> _WHAT THIS TASK INVOLVES_:
The entries below are to be duplicated exactly, with nothing left out.
========
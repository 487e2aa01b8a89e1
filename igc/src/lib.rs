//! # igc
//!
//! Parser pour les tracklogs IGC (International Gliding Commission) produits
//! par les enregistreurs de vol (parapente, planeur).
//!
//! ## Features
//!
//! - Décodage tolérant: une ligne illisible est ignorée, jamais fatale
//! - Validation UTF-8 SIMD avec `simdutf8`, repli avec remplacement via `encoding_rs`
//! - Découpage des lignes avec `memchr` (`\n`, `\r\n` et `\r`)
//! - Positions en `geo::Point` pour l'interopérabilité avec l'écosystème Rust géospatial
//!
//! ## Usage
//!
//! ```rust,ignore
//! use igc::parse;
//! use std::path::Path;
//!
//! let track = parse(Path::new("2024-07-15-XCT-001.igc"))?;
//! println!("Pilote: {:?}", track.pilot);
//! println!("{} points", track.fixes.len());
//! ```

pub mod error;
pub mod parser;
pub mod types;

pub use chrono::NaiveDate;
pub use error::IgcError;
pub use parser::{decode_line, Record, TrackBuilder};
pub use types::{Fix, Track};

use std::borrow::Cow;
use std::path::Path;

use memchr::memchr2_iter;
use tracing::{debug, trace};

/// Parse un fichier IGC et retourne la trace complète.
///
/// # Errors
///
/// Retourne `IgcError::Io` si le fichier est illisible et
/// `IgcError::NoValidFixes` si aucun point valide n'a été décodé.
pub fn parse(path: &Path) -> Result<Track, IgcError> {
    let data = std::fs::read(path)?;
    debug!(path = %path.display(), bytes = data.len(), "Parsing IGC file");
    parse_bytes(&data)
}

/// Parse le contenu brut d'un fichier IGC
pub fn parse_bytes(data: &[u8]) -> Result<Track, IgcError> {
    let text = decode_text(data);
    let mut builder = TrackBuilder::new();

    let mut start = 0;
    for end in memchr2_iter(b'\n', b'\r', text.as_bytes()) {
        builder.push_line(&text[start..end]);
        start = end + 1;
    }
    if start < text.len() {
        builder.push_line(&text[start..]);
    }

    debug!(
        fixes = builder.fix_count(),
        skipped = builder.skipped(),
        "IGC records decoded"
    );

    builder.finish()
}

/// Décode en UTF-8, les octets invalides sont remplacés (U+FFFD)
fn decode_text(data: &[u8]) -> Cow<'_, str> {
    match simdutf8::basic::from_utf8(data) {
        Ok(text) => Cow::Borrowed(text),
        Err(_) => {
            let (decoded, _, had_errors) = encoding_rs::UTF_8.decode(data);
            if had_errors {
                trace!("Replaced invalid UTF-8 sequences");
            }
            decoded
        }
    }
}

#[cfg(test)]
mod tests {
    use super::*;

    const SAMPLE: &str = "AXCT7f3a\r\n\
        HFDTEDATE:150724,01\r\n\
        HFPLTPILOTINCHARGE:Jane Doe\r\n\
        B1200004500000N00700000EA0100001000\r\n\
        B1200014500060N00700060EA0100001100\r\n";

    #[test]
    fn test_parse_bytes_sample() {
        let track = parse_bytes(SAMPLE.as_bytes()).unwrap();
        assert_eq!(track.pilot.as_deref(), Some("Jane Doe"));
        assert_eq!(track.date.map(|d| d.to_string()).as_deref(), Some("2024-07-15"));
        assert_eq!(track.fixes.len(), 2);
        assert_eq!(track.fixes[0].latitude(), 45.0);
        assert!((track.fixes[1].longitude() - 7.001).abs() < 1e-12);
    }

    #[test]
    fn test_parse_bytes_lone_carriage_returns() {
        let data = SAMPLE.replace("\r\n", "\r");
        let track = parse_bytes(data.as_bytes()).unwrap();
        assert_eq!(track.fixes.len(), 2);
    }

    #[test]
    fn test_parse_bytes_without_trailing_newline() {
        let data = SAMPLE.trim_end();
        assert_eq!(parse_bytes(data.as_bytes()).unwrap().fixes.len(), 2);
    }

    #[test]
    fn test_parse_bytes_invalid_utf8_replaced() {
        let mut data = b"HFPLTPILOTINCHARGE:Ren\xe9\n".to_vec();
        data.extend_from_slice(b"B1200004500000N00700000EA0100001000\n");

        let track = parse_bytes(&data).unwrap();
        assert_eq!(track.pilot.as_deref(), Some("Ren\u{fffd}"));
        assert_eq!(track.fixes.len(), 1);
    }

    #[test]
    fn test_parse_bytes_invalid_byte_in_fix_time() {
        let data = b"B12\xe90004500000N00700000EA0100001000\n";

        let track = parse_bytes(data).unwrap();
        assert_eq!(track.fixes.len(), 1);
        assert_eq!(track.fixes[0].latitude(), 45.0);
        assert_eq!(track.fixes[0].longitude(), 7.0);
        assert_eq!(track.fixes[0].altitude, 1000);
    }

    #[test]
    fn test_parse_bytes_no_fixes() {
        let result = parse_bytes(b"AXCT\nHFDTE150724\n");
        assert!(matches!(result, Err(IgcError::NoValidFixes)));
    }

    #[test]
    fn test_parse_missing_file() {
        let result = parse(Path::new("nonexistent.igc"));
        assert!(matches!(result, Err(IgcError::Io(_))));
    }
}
========
> _WRITTEN RESPONSE_:
repository 487e2aa01b8a89e1
filename igc/src/lib.rs
//! # igc
//!
//! Parser pour les tracklogs IGC (International Gliding Commission) produits
//! par les enregistreurs de vol (parapente, planeur).
//!
//! ## Features
//!
//! - Décodage tolérant: une ligne illisible est ignorée, jamais fatale
//! - Validation UTF-8 SIMD avec `simdutf8`, repli avec remplacement via `encoding_rs`
//! - Découpage des lignes avec `memchr` (`\n`, `\r\n` et `\r`)
//! - Positions en `geo::Point` pour l'interopérabilité avec l'écosystème Rust géospatial
//!
//! ## Usage
//!
//! ```rust,ignore
//! use igc::parse;
//! use std::path::Path;
//!
//! let track = parse(Path::new("2024-07-15-XCT-001.igc"))?;
//! println!("Pilote: {:?}", track.pilot);
//! println!("{} points", track.fixes.len());
//! ```

pub mod error;
pub mod parser;
pub mod types;

pub use chrono::NaiveDate;
pub use error::IgcError;
pub use parser::{decode_line, Record, TrackBuilder};
pub use types::{Fix, Track};

use std::borrow::Cow;
use std::path::Path;

use memchr::memchr2_iter;
use tracing::{debug, trace};

/// Parse un fichier IGC et retourne la trace complète.
///
/// # Errors
///
/// Retourne `IgcError::Io` si le fichier est illisible et
/// `IgcError::NoValidFixes` si aucun point valide n'a été décodé.
pub fn parse(path: &Path) -> Result<Track, IgcError> {
    let data = std::fs::read(path)?;
    debug!(path = %path.display(), bytes = data.len(), "Parsing IGC file");
    parse_bytes(&data)
}

/// Parse le contenu brut d'un fichier IGC
pub fn parse_bytes(data: &[u8]) -> Result<Track, IgcError> {
    let text = decode_text(data);
    let mut builder = TrackBuilder::new();

    let mut start = 0;
    for end in memchr2_iter(b'\n', b'\r', text.as_bytes()) {
        builder.push_line(&text[start..end]);
        start = end + 1;
    }
    if start < text.len() {
        builder.push_line(&text[start..]);
    }

    debug!(
        fixes = builder.fix_count(),
        skipped = builder.skipped(),
        "IGC records decoded"
    );

    builder.finish()
}

/// Décode en UTF-8, les octets invalides sont remplacés (U+FFFD)
fn decode_text(data: &[u8]) -> Cow<'_, str> {
    match simdutf8::basic::from_utf8(data) {
        Ok(text) => Cow::Borrowed(text),
        Err(_) => {
            let (decoded, _, had_errors) = encoding_rs::UTF_8.decode(data);
            if had_errors {
                trace!("Replaced invalid UTF-8 sequences");
            }
            decoded
        }
    }
}

#[cfg(test)]
mod tests {
    use super::*;

    const SAMPLE: &str = "AXCT7f3a\r\n\
        HFDTEDATE:150724,01\r\n\
        HFPLTPILOTINCHARGE:Jane Doe\r\n\
        B1200004500000N00700000EA0100001000\r\n\
        B1200014500060N00700060EA0100001100\r\n";

    #[test]
    fn test_parse_bytes_sample() {
        let track = parse_bytes(SAMPLE.as_bytes()).unwrap();
        assert_eq!(track.pilot.as_deref(), Some("Jane Doe"));
        assert_eq!(track.date.map(|d| d.to_string()).as_deref(), Some("2024-07-15"));
        assert_eq!(track.fixes.len(), 2);
        assert_eq!(track.fixes[0].latitude(), 45.0);
        assert!((track.fixes[1].longitude() - 7.001).abs() < 1e-12);
    }

    #[test]
    fn test_parse_bytes_lone_carriage_returns() {
        let data = SAMPLE.replace("\r\n", "\r");
        let track = parse_bytes(data.as_bytes()).unwrap();
        assert_eq!(track.fixes.len(), 2);
    }

    #[test]
    fn test_parse_bytes_without_trailing_newline() {
        let data = SAMPLE.trim_end();
        assert_eq!(parse_bytes(data.as_bytes()).unwrap().fixes.len(), 2);
    }

    #[test]
    fn test_parse_bytes_invalid_utf8_replaced() {
        let mut data = b"HFPLTPILOTINCHARGE:Ren\xe9\n".to_vec();
        data.extend_from_slice(b"B1200004500000N00700000EA0100001000\n");

        let track = parse_bytes(&data).unwrap();
        assert_eq!(track.pilot.as_deref(), Some("Ren\u{fffd}"));
        assert_eq!(track.fixes.len(), 1);
    }

    #[test]
    fn test_parse_bytes_invalid_byte_in_fix_time() {
        let data = b"B12\xe90004500000N00700000EA0100001000\n";

        let track = parse_bytes(data).unwrap();
        assert_eq!(track.fixes.len(), 1);
        assert_eq!(track.fixes[0].latitude(), 45.0);
        assert_eq!(track.fixes[0].longitude(), 7.0);
        assert_eq!(track.fixes[0].altitude, 1000);
    }

    #[test]
    fn test_parse_bytes_no_fixes() {
        let result = parse_bytes(b"AXCT\nHFDTE150724\n");
        assert!(matches!(result, Err(IgcError::NoValidFixes)));
    }

    #[test]
    fn test_parse_missing_file() {
        let result = parse(Path::new("nonexistent.igc"));
        assert!(matches!(result, Err(IgcError::Io(_))));
    }
}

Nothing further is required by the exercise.